Wir erfreuen uns täglich an der tollen Natur, die wir jetzt direkt von der Terrasse aus erleben dürfen und finden jeden Besuch bei unseren Oldies am Pool mächtig langweilig und steril 

Wir hoffen die Bilder finden Gefallen.

lG Sabine

(jetzt klappt es mit den Bildern nicht ... muss sie erst verkleinern)


----------



## Gartenbiene (15. Juli 2010)

Pics


----------



## Digicat (15. Juli 2010)

*AW: unser Traum - Schwimmteich*

Servus Sabine

Wunderschön 

Wie groß ist den der Koi/Goldi-Teich


----------



## Gartenbiene (15. Juli 2010)

*AW: unser Traum - Schwimmteich*

Hallo Helmut,

ich weiß die ganzen Maße leider nicht wirklich, aber ich denke so an die 3x4m (ist ja nicht kreisrund geworden) und 2m tief.
Die Tiefe weiß ich noch vom ausbaggern letztes Jahr, zwecks Winterschutz für die Fische.
Wenn die Kinder mal größer sind und es ruhiger wird am Teich, werden wir den Weg zwischen den Teichen entfernen und eine kleine Brücke darüber bauen. GsD ist mein Mann ein begnadeter Handwerker.
Wir haben da schon von Holz bis Glasbrücken sämtliche Pläne vorliegen 
Dann können die Fische schwimmen wo sie wollen. Das wird allerdings noch ein paar Jährchen dauern ...

lG
Sabine


----------



## Digicat (15. Juli 2010)

*AW: unser Traum - Schwimmteich*

Servus

In diesem Fall das Ihr die Teiche verbindet würde ich aber "Filtertechnisch" auf eine Schwerkraftanlage umrüsten ... mit Trommel- oder Vließfilter und einer, dem dann angepaßten Teichvolumen, sehr guten Biostufe .....

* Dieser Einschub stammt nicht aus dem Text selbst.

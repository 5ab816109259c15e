//! Folio cache system.
//!
//! Read-through caching for page content:
//!
//! - [`CacheStore`]: string key-value store with expiry ([`MemoryStore`] here,
//!   Redis in `infra::redis`)
//! - [`CacheAside`]: cache-aside accessor that never fails because of the store
//!
//! ## Configuration
//!
//! ```toml
//! [cache]
//! backend = "memory"          # memory | redis | disabled
//! url = "redis://127.0.0.1/"  # required for redis
//! key_prefix = "folio"
//! default_ttl_seconds = 3600
//! memory_capacity = 256
//! ```

mod accessor;
mod config;
mod keys;
mod lock;
mod store;

pub use accessor::CacheAside;
pub use config::{CacheBackend, CacheConfig};
pub use keys::{CacheKey, EmptyKeyError};
pub use store::{CacheStore, CacheStoreError, Clock, ManualClock, MemoryStore, SystemClock};
pub mod error;
pub mod handlers;
pub mod state;

pub use state::ApiState;

use axum::{Router, routing::get};

pub fn build_api_router(state: ApiState) -> Router {
    Router::new()
        .route("/api/bio", get(handlers::bio))
        .route("/api/journey", get(handlers::journey))
        .route("/api/techstack", get(handlers::tech_stack))
        .route("/api/achievements", get(handlers::achievements))
        .route("/api/projects", get(handlers::projects))
        .route("/api/page", get(handlers::page))
        .with_state(state)
}
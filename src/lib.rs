//! Folio: cached portfolio content served over HTTP.

pub mod application;
pub mod cache;
pub mod config;
pub mod domain;
pub mod infra;
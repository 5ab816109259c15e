//! Infrastructure adapters and runtime bootstrap.

pub mod cache_warmer;
pub mod db;
pub mod error;
pub mod http;
pub mod redis;
pub mod telemetry;
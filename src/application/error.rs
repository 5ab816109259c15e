use std::error::Error as StdError;

use axum::{http::StatusCode, response::Response};
use thiserror::Error;

use crate::{
    application::{content::ContentError, import::ImportError},
    domain::error::DomainError,
    infra::error::InfraError,
};

/// Diagnostic chain attached to error responses for the logging middleware.
#[derive(Debug, Clone)]
pub struct ErrorReport {
    pub source: &'static str,
    pub status: StatusCode,
    pub messages: Vec<String>,
}

impl ErrorReport {
    pub fn from_error(source: &'static str, status: StatusCode, error: &dyn StdError) -> Self {
        let mut messages = vec![error.to_string()];
        let mut current = error.source();
        while let Some(inner) = current {
            messages.push(inner.to_string());
            current = inner.source();
        }
        Self {
            source,
            status,
            messages,
        }
    }

    pub fn from_message(
        source: &'static str,
        status: StatusCode,
        message: impl Into<String>,
    ) -> Self {
        Self {
            source,
            status,
            messages: vec![message.into()],
        }
    }

    pub fn attach(self, response: &mut Response) {
        response.extensions_mut().insert(self);
    }
}

/// Process-level failure reported by the binary.
#[derive(Debug, Error)]
pub enum AppError {
    #[error(transparent)]
    Domain(#[from] DomainError),
    #[error(transparent)]
    Infra(#[from] InfraError),
    #[error(transparent)]
    Content(#[from] ContentError),
    #[error(transparent)]
    Import(#[from] ImportError),
    #[error("validation failed: {0}")]
    Validation(String),
    #[error("unexpected error: {0}")]
    Unexpected(String),
}

impl AppError {
    pub fn validation(message: impl Into<String>) -> Self {
        Self::Validation(message.into())
    }

    pub fn unexpected(message: impl Into<String>) -> Self {
        Self::Unexpected(message.into())
    }
}
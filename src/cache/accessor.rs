//! Cache-aside reads.
//!
//! [`CacheAside::get_with_cache`] answers from the store when it can and from
//! the producer otherwise. The store only ever affects latency: read failures
//! bypass it, write failures are logged and dropped, and the only error that
//! reaches the caller is the producer's own. Store calls that outlive the
//! operation timeout count as failures of the same kind.

use std::{future::Future, sync::Arc, time::Duration};

use metrics::counter;
use serde::{Serialize, de::DeserializeOwned};
use tokio::time::timeout;
use tracing::{debug, warn};

use super::config::CacheConfig;
use super::keys::CacheKey;
use super::store::{CacheStore, CacheStoreError};

const METRIC_CACHE_HIT_TOTAL: &str = "folio_cache_hit_total";
const METRIC_CACHE_MISS_TOTAL: &str = "folio_cache_miss_total";
const METRIC_CACHE_READ_ERROR_TOTAL: &str = "folio_cache_read_error_total";
const METRIC_CACHE_WRITE_ERROR_TOTAL: &str = "folio_cache_write_error_total";

#[derive(Clone)]
pub struct CacheAside {
    store: Option<Arc<dyn CacheStore>>,
    default_ttl: Duration,
    operation_timeout: Duration,
}

impl CacheAside {
    pub fn new(store: Arc<dyn CacheStore>, default_ttl: Duration) -> Self {
        Self {
            store: Some(store),
            default_ttl,
            operation_timeout: CacheConfig::default().operation_timeout,
        }
    }

    /// Accessor without a store: every call goes straight to the producer.
    pub fn disabled() -> Self {
        let defaults = CacheConfig::default();
        Self {
            store: None,
            default_ttl: defaults.default_ttl,
            operation_timeout: defaults.operation_timeout,
        }
    }

    pub fn from_config(config: &CacheConfig, store: Option<Arc<dyn CacheStore>>) -> Self {
        let store = store.filter(|_| config.is_enabled());
        Self {
            store,
            default_ttl: config.default_ttl,
            operation_timeout: config.operation_timeout,
        }
    }

    pub fn with_operation_timeout(mut self, operation_timeout: Duration) -> Self {
        self.operation_timeout = operation_timeout;
        self
    }

    pub fn is_enabled(&self) -> bool {
        self.store.is_some()
    }

    pub fn default_ttl(&self) -> Duration {
        self.default_ttl
    }

    pub async fn get_with_default_ttl<T, E, F, Fut>(&self, key: &CacheKey, producer: F) -> Result<T, E>
    where
        T: Serialize + DeserializeOwned,
        F: FnOnce() -> Fut,
        Fut: Future<Output = Result<T, E>>,
    {
        self.get_with_cache(key, producer, self.default_ttl).await
    }

    /// Return the cached value for `key`, or produce, store and return a fresh one.
    ///
    /// A failed or undecodable read skips the store entirely, including the
    /// write-back. A failed write is swallowed after it is logged.
    pub async fn get_with_cache<T, E, F, Fut>(
        &self,
        key: &CacheKey,
        producer: F,
        ttl: Duration,
    ) -> Result<T, E>
    where
        T: Serialize + DeserializeOwned,
        F: FnOnce() -> Fut,
        Fut: Future<Output = Result<T, E>>,
    {
        let Some(store) = self.store.as_deref() else {
            return producer().await;
        };

        let read = bounded(self.operation_timeout, store.get(key.as_str())).await;
        match read {
            Ok(Some(cached)) => match serde_json::from_str::<T>(&cached) {
                Ok(value) => {
                    debug!(key = %key, "cache hit");
                    counter!(METRIC_CACHE_HIT_TOTAL, "key" => key.to_string()).increment(1);
                    return Ok(value);
                }
                Err(err) => {
                    warn!(
                        key = %key,
                        stage = "decode",
                        error = %err,
                        "Cached value could not be decoded; bypassing cache"
                    );
                    counter!(
                        METRIC_CACHE_READ_ERROR_TOTAL,
                        "key" => key.to_string(),
                        "stage" => "decode"
                    )
                    .increment(1);
                    return producer().await;
                }
            },
            Ok(None) => {
                debug!(key = %key, "cache miss");
                counter!(METRIC_CACHE_MISS_TOTAL, "key" => key.to_string()).increment(1);
            }
            Err(err) => {
                warn!(
                    key = %key,
                    stage = "read",
                    error = %err,
                    "Cache read failed; bypassing cache"
                );
                counter!(
                    METRIC_CACHE_READ_ERROR_TOTAL,
                    "key" => key.to_string(),
                    "stage" => "read"
                )
                .increment(1);
                return producer().await;
            }
        }

        let value = producer().await?;
        write_back(store, key, &value, ttl, self.operation_timeout).await;
        Ok(value)
    }
}

/// Run one store call, turning an overrun into [`CacheStoreError::TimedOut`].
async fn bounded<T>(
    limit: Duration,
    call: impl Future<Output = Result<T, CacheStoreError>>,
) -> Result<T, CacheStoreError> {
    timeout(limit, call)
        .await
        .unwrap_or_else(|_| Err(CacheStoreError::TimedOut(limit)))
}

async fn write_back<T: Serialize>(
    store: &dyn CacheStore,
    key: &CacheKey,
    value: &T,
    ttl: Duration,
    limit: Duration,
) {
    let encoded = match serde_json::to_string(value) {
        Ok(encoded) => encoded,
        Err(err) => {
            warn!(
                key = %key,
                stage = "encode",
                error = %err,
                "Fresh value could not be encoded; not caching"
            );
            counter!(
                METRIC_CACHE_WRITE_ERROR_TOTAL,
                "key" => key.to_string(),
                "stage" => "encode"
            )
            .increment(1);
            return;
        }
    };

    if let Err(err) = bounded(limit, store.set(key.as_str(), encoded, ttl)).await {
        warn!(
            key = %key,
            stage = "write",
            ttl_secs = ttl.as_secs(),
            error = %err,
            "Cache write failed; serving fresh value uncached"
        );
        counter!(
            METRIC_CACHE_WRITE_ERROR_TOTAL,
            "key" => key.to_string(),
            "stage" => "write"
        )
        .increment(1);
    }
}
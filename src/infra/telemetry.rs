use std::sync::Once;

use metrics::{Unit, describe_counter};
use tracing_error::ErrorLayer;
use tracing_subscriber::{
    EnvFilter, fmt,
    layer::{Layer, SubscriberExt},
    util::SubscriberInitExt,
};

use crate::config::{LogFormat, LoggingSettings};

use super::error::InfraError;

static METRIC_DESCRIPTIONS: Once = Once::new();

/// Install a global tracing subscriber using the provided logging settings.
pub fn init(logging: &LoggingSettings) -> Result<(), InfraError> {
    describe_metrics();

    let env_filter = EnvFilter::builder()
        .with_default_directive(logging.level.into())
        .from_env_lossy();

    let fmt_layer = match logging.format {
        LogFormat::Json => fmt::layer()
            .json()
            .with_current_span(true)
            .with_span_list(true)
            .with_target(true)
            .boxed(),
        LogFormat::Compact => fmt::layer().compact().with_target(true).boxed(),
    };

    tracing_subscriber::registry()
        .with(env_filter)
        .with(ErrorLayer::default())
        .with(fmt_layer)
        .try_init()
        .map_err(|err| {
            InfraError::telemetry(format!("failed to install tracing subscriber: {err}"))
        })
}

fn describe_metrics() {
    METRIC_DESCRIPTIONS.call_once(|| {
        describe_counter!(
            "folio_cache_hit_total",
            Unit::Count,
            "Cache-aside reads answered from the cache store."
        );
        describe_counter!(
            "folio_cache_miss_total",
            Unit::Count,
            "Cache-aside reads that found no live entry and ran the producer."
        );
        describe_counter!(
            "folio_cache_read_error_total",
            Unit::Count,
            "Cache reads that failed or returned an undecodable value and bypassed the cache."
        );
        describe_counter!(
            "folio_cache_write_error_total",
            Unit::Count,
            "Fresh values that could not be written back to the cache store."
        );
        describe_counter!(
            "folio_page_data_fallback_total",
            Unit::Count,
            "Page data aggregations that failed and served the empty default."
        );
    });
}
pub mod api;
mod middleware;

pub use api::{ApiState, build_api_router};
pub use middleware::RequestContext;

use axum::{
    Router,
    extract::State,
    http::StatusCode,
    middleware as axum_middleware,
    response::{IntoResponse, Response},
    routing::get,
};

use crate::application::error::ErrorReport;
use crate::application::repos::RepoError;

/// Full application router: content API, health probe, request logging.
pub fn build_router(state: ApiState) -> Router {
    let health = Router::new()
        .route("/_health/db", get(db_health))
        .with_state(state.clone());

    build_api_router(state)
        .merge(health)
        .layer(axum_middleware::from_fn(middleware::log_responses))
        .layer(axum_middleware::from_fn(middleware::set_request_context))
}

async fn db_health(State(state): State<ApiState>) -> Response {
    db_health_response(state.documents.ping().await)
}

fn db_health_response(result: Result<(), RepoError>) -> Response {
    match result {
        Ok(()) => StatusCode::NO_CONTENT.into_response(),
        Err(err) => {
            let mut response = StatusCode::SERVICE_UNAVAILABLE.into_response();
            ErrorReport::from_error(
                "infra::http::db_health",
                StatusCode::SERVICE_UNAVAILABLE,
                &err,
            )
            .attach(&mut response);
            response
        }
    }
}
use std::{sync::Arc, time::Duration};

use axum::http::{HeaderValue, header::CACHE_CONTROL};
use axum::response::{IntoResponse, Response};

use crate::application::content::ContentService;
use crate::application::page::PageDataService;
use crate::application::repos::DocumentsRepo;

#[derive(Clone)]
pub struct ApiState {
    pub content: Arc<ContentService>,
    pub page: Arc<PageDataService>,
    pub documents: Arc<dyn DocumentsRepo>,
    /// How long clients may reuse a successful response.
    pub revalidate: Duration,
}

impl ApiState {
    pub fn new(
        page: Arc<PageDataService>,
        documents: Arc<dyn DocumentsRepo>,
        revalidate: Duration,
    ) -> Self {
        Self {
            content: Arc::new(page.content().clone()),
            page,
            documents,
            revalidate,
        }
    }

    pub fn cache_control(&self) -> HeaderValue {
        let value = format!("public, max-age={}", self.revalidate.as_secs());
        HeaderValue::from_str(&value).unwrap_or_else(|_| HeaderValue::from_static("no-cache"))
    }

    pub fn cacheable(&self, body: impl IntoResponse) -> Response {
        let mut response = body.into_response();
        response
            .headers_mut()
            .insert(CACHE_CONTROL, self.cache_control());
        response
    }
}
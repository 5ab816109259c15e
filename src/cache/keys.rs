use std::fmt;

use thiserror::Error;

#[derive(Debug, Error, PartialEq, Eq)]
#[error("cache key must not be empty")]
pub struct EmptyKeyError;

/// Non-empty key identifying one logical query in the cache.
#[derive(Debug, Clone, PartialEq, Eq, Hash)]
pub struct CacheKey(String);

impl CacheKey {
    pub fn new(value: impl Into<String>) -> Result<Self, EmptyKeyError> {
        let value = value.into();
        if value.trim().is_empty() {
            return Err(EmptyKeyError);
        }
        Ok(Self(value))
    }

    /// `<prefix>:<name>`, or just `name` when the prefix is blank.
    pub fn namespaced(prefix: &str, name: &str) -> Result<Self, EmptyKeyError> {
        if name.trim().is_empty() {
            return Err(EmptyKeyError);
        }
        let prefix = prefix.trim();
        if prefix.is_empty() {
            Self::new(name)
        } else {
            Self::new(format!("{prefix}:{name}"))
        }
    }

    pub fn as_str(&self) -> &str {
        &self.0
    }
}

impl fmt::Display for CacheKey {
    fn fmt(&self, f: &mut fmt::Formatter<'_>) -> fmt::Result {
        f.write_str(&self.0)
    }
}

#[cfg(test)]
mod tests {
    use super::*;

    #[test]
    fn rejects_blank_keys() {
        assert_eq!(CacheKey::new(""), Err(EmptyKeyError));
        assert_eq!(CacheKey::new("   "), Err(EmptyKeyError));
        assert_eq!(CacheKey::namespaced("folio", ""), Err(EmptyKeyError));
    }

    #[test]
    fn namespaces_with_prefix() {
        let key = CacheKey::namespaced("folio", "bio").expect("valid key");
        assert_eq!(key.as_str(), "folio:bio");
        assert_eq!(key.to_string(), "folio:bio");
    }

    #[test]
    fn blank_prefix_leaves_name_alone() {
        let key = CacheKey::namespaced(" ", "projects").expect("valid key");
        assert_eq!(key.as_str(), "projects");
    }
}
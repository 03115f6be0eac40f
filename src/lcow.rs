//! LCOW (Linux containers on Windows) utility VM boot configuration
//!
//! A v1 LCOW request starts from a default boot configuration (or the one the
//! caller supplied), overlays the recognized `lcow.*` runtime options and
//! validates the result before anything is created.

use std::path::{Path, PathBuf};
use serde::{Deserialize, Serialize};
use crate::options::{self, RuntimeOptions};
use crate::{Error, Result};

pub const DEFAULT_KIRD_PATH: &str = r"C:\Program Files\Linux Containers";
pub const DEFAULT_KERNEL_FILE: &str = "bootx64.efi";
pub const DEFAULT_INITRD_FILE: &str = "initrd.img";
pub const DEFAULT_TIMEOUT_SECS: u64 = 300;

#[derive(Debug, Clone, PartialEq, Eq, Serialize, Deserialize)]
pub struct LcowConfig {
    /// Folder in which the kernel and initrd reside
    pub kird_path: PathBuf,
    pub kernel_file: String,
    pub initrd_file: String,
    #[serde(default)]
    pub boot_parameters: String,
    /// Utility VM shared across containers
    #[serde(default)]
    pub global_mode: bool,
    pub timeout_secs: u64,
}

impl Default for LcowConfig {
    fn default() -> Self {
        Self {
            kird_path: PathBuf::from(DEFAULT_KIRD_PATH),
            kernel_file: DEFAULT_KERNEL_FILE.to_string(),
            initrd_file: DEFAULT_INITRD_FILE.to_string(),
            boot_parameters: String::new(),
            global_mode: false,
            timeout_secs: DEFAULT_TIMEOUT_SECS,
        }
    }
}

impl LcowConfig {
    /// Default configuration merged with `options`, then validated
    pub fn from_options(options: &RuntimeOptions) -> Result<Self> {
        Self::default().merge(options)
    }

    /// Overlay recognized `lcow.*` options and validate. Unrecognized keys are
    /// left alone.
    pub fn merge(mut self, options: &RuntimeOptions) -> Result<Self> {
        if let Some(v) = options.get(options::LCOW_KIRD_PATH) {
            self.kird_path = PathBuf::from(v);
        }
        if let Some(v) = options.get(options::LCOW_KERNEL_FILE) {
            self.kernel_file = v.to_string();
        }
        if let Some(v) = options.get(options::LCOW_INITRD_FILE) {
            self.initrd_file = v.to_string();
        }
        if let Some(v) = options.get(options::LCOW_BOOT_PARAMETERS) {
            self.boot_parameters = v.to_string();
        }
        if options.contains(options::LCOW_GLOBAL_MODE) {
            self.global_mode = true;
        }
        if let Some(secs) = options
            .get_u64(options::LCOW_TIMEOUT)
            .map_err(|e| Error::Lcow(e.to_string()))?
        {
            self.timeout_secs = secs;
        }
        self.validate()?;
        Ok(self)
    }

    pub fn kernel_path(&self) -> PathBuf {
        self.kird_path.join(&self.kernel_file)
    }

    pub fn initrd_path(&self) -> PathBuf {
        self.kird_path.join(&self.initrd_file)
    }

    /// Check the kernel and initrd resolve to files under the kird path
    pub fn validate(&self) -> Result<()> {
        if self.kird_path.as_os_str().is_empty() {
            return Err(Error::Lcow("kernel/initrd path must be supplied".into()));
        }
        if self.timeout_secs == 0 {
            return Err(Error::Lcow("timeout must be greater than zero".into()));
        }
        check_file_name("kernel", &self.kernel_file)?;
        check_file_name("initrd", &self.initrd_file)?;
        check_exists("kernel", &self.kernel_path())?;
        check_exists("initrd", &self.initrd_path())?;
        Ok(())
    }
}

fn check_file_name(what: &str, name: &str) -> Result<()> {
    if name.is_empty() {
        return Err(Error::Lcow(format!("{} file name must be supplied", what)));
    }
    // Must name a file directly inside the kird path
    if Path::new(name).components().count() != 1 || name.contains(['/', '\\']) {
        return Err(Error::Lcow(format!(
            "{} file '{}' must be a file name, not a path",
            what, name
        )));
    }
    Ok(())
}

fn check_exists(what: &str, path: &Path) -> Result<()> {
    if path.is_file() {
        Ok(())
    } else {
        Err(Error::Lcow(format!("{} not found at {}", what, path.display())))
    }
}
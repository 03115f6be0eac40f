//! Host capability queries
//!
//! Routing and the boot flush optimization depend on what the host can do.
//! These answers come from a read-only provider handed to the router rather than
//! from process globals, so they are safe to share across concurrent requests.

use serde::{Deserialize, Serialize};
use crate::schema::SchemaVersion;

#[cfg_attr(test, mockall::automock)]
pub trait CapabilityProvider: Send + Sync {
    /// Whether the host compute service accepts v2 schema documents
    fn supports_v2_schema(&self) -> bool;

    /// Host OS build number
    fn os_build(&self) -> u32;

    /// Logical processors available to the host
    fn logical_cpu_count(&self) -> usize;
}

/// A fixed snapshot of host capabilities
#[derive(Debug, Clone, Copy, PartialEq, Eq, Serialize, Deserialize)]
pub struct HostCapabilities {
    pub supports_v2_schema: bool,
    pub os_build: u32,
    pub logical_cpus: usize,
}

impl HostCapabilities {
    pub fn new(supports_v2_schema: bool, os_build: u32, logical_cpus: usize) -> Self {
        Self {
            supports_v2_schema,
            os_build,
            logical_cpus,
        }
    }

    /// Schema version a request defaults to on this host
    pub fn default_schema_version(&self) -> SchemaVersion {
        if self.supports_v2_schema {
            SchemaVersion::default_for_build(self.os_build)
        } else {
            SchemaVersion::V10
        }
    }

    /// Query the running host
    #[cfg(windows)]
    pub fn detect() -> crate::Result<Self> {
        let os_build = detect_os_build()?;
        let properties = crate::hcs::compute::get_service_properties()?;
        let supports_v2_schema = properties
            .supported_schema_versions
            .unwrap_or_default()
            .iter()
            .any(|v| v.major >= 2);

        tracing::debug!(os_build, supports_v2_schema, "detected host capabilities");

        Ok(Self {
            supports_v2_schema,
            os_build,
            logical_cpus: logical_cpus(),
        })
    }

    /// Query the running host. Non-Windows hosts have no compute service.
    #[cfg(not(windows))]
    pub fn detect() -> crate::Result<Self> {
        Ok(Self {
            supports_v2_schema: false,
            os_build: 0,
            logical_cpus: logical_cpus(),
        })
    }
}

impl CapabilityProvider for HostCapabilities {
    fn supports_v2_schema(&self) -> bool {
        self.supports_v2_schema
    }

    fn os_build(&self) -> u32 {
        self.os_build
    }

    fn logical_cpu_count(&self) -> usize {
        self.logical_cpus
    }
}

impl<T: CapabilityProvider + ?Sized> CapabilityProvider for std::sync::Arc<T> {
    fn supports_v2_schema(&self) -> bool {
        (**self).supports_v2_schema()
    }

    fn os_build(&self) -> u32 {
        (**self).os_build()
    }

    fn logical_cpu_count(&self) -> usize {
        (**self).logical_cpu_count()
    }
}

fn logical_cpus() -> usize {
    std::thread::available_parallelism()
        .map(|n| n.get())
        .unwrap_or(1)
}

/// `GetVersionEx` lies to unmanifested processes, so ask ntdll directly
#[cfg(windows)]
fn detect_os_build() -> crate::Result<u32> {
    use windows::Wdk::System::SystemServices::RtlGetVersion;
    use windows::Win32::System::SystemInformation::OSVERSIONINFOW;

    let mut info = OSVERSIONINFOW {
        dwOSVersionInfoSize: std::mem::size_of::<OSVERSIONINFOW>() as u32,
        ..Default::default()
    };
    let status = unsafe { RtlGetVersion(&mut info) };
    if status.is_err() {
        return Err(crate::Error::Hcs(format!(
            "RtlGetVersion failed: NTSTATUS 0x{:08X}",
            status.0
        )));
    }
    Ok(info.dwBuildNumber)
}

#[cfg(test)]
mod tests {
    use super::*;

    #[test]
    fn test_default_schema_version() {
        assert_eq!(
            HostCapabilities::new(true, 17763, 4).default_schema_version(),
            SchemaVersion::V21
        );
        assert_eq!(
            HostCapabilities::new(true, 17134, 4).default_schema_version(),
            SchemaVersion::V10
        );
        assert_eq!(
            HostCapabilities::new(false, 19041, 4).default_schema_version(),
            SchemaVersion::V10
        );
    }

    #[cfg(not(windows))]
    #[test]
    fn test_detect_reports_processors() {
        let caps = HostCapabilities::detect().unwrap();
        assert!(caps.logical_cpu_count() >= 1);
    }

    #[test]
    fn test_provider_through_arc() {
        let caps = std::sync::Arc::new(HostCapabilities::new(true, 18362, 8));
        assert!(caps.supports_v2_schema());
        assert_eq!(CapabilityProvider::os_build(&caps), 18362);
        assert_eq!(caps.logical_cpu_count(), 8);
    }
}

Die Planung diesbezüglich würde ich dann jetzt schon beginnen .... 


Ihr erfreut Euch dann an dem klarsten, sauberen Wasser
die Koi durch die gesunden Bedingungen


----------



## Gartenbiene (15. Juli 2010)

*AW: unser Traum - Schwimmteich*

der Fischteich ist jetzt schon mit 2 sehr großen Tonnen, inkl. passender Füllung, als Filter ausgestattet. Wiedermal keine Ahnung wie groß die genau sind aber das Wasser ist schön klar.
Aber Dankeschön für deinen Tipp !  wir werden uns das mal durchlesen um gut gerüstet zu sein.

lG
Sabine


----------



## günter-w (15. Juli 2010)

*AW: unser Traum - Schwimmteich*

Hallo Sabine, ist eine schöne Anlage geworden, toll. Genießt euer natürliches Reich und habt viel paß dabei


----------



## rut49 (16. Juli 2010)

*AW: unser Traum - Schwimmteich*

 Sabine,
wunderschön euer Teich
bei den momentanen Temperaturen beneide ich euch doppelt.
Mal kurz ´ne Abkühlung und danach reaxen und, da muss es euch doch gutgehen!
Weiterhin viel Spass und sonnige Grüsse Regina


----------



## Gartenbiene (16. Juli 2010)

*AW: unser Traum - Schwimmteich*

Danke euch für die Komplimente 
wir genießen den Garten jetzt wirklich 100% mehr als früher.
Das ist fast wie Urlaub wenn wir nach der Arbeit heim kommen  einfach herrlich


----------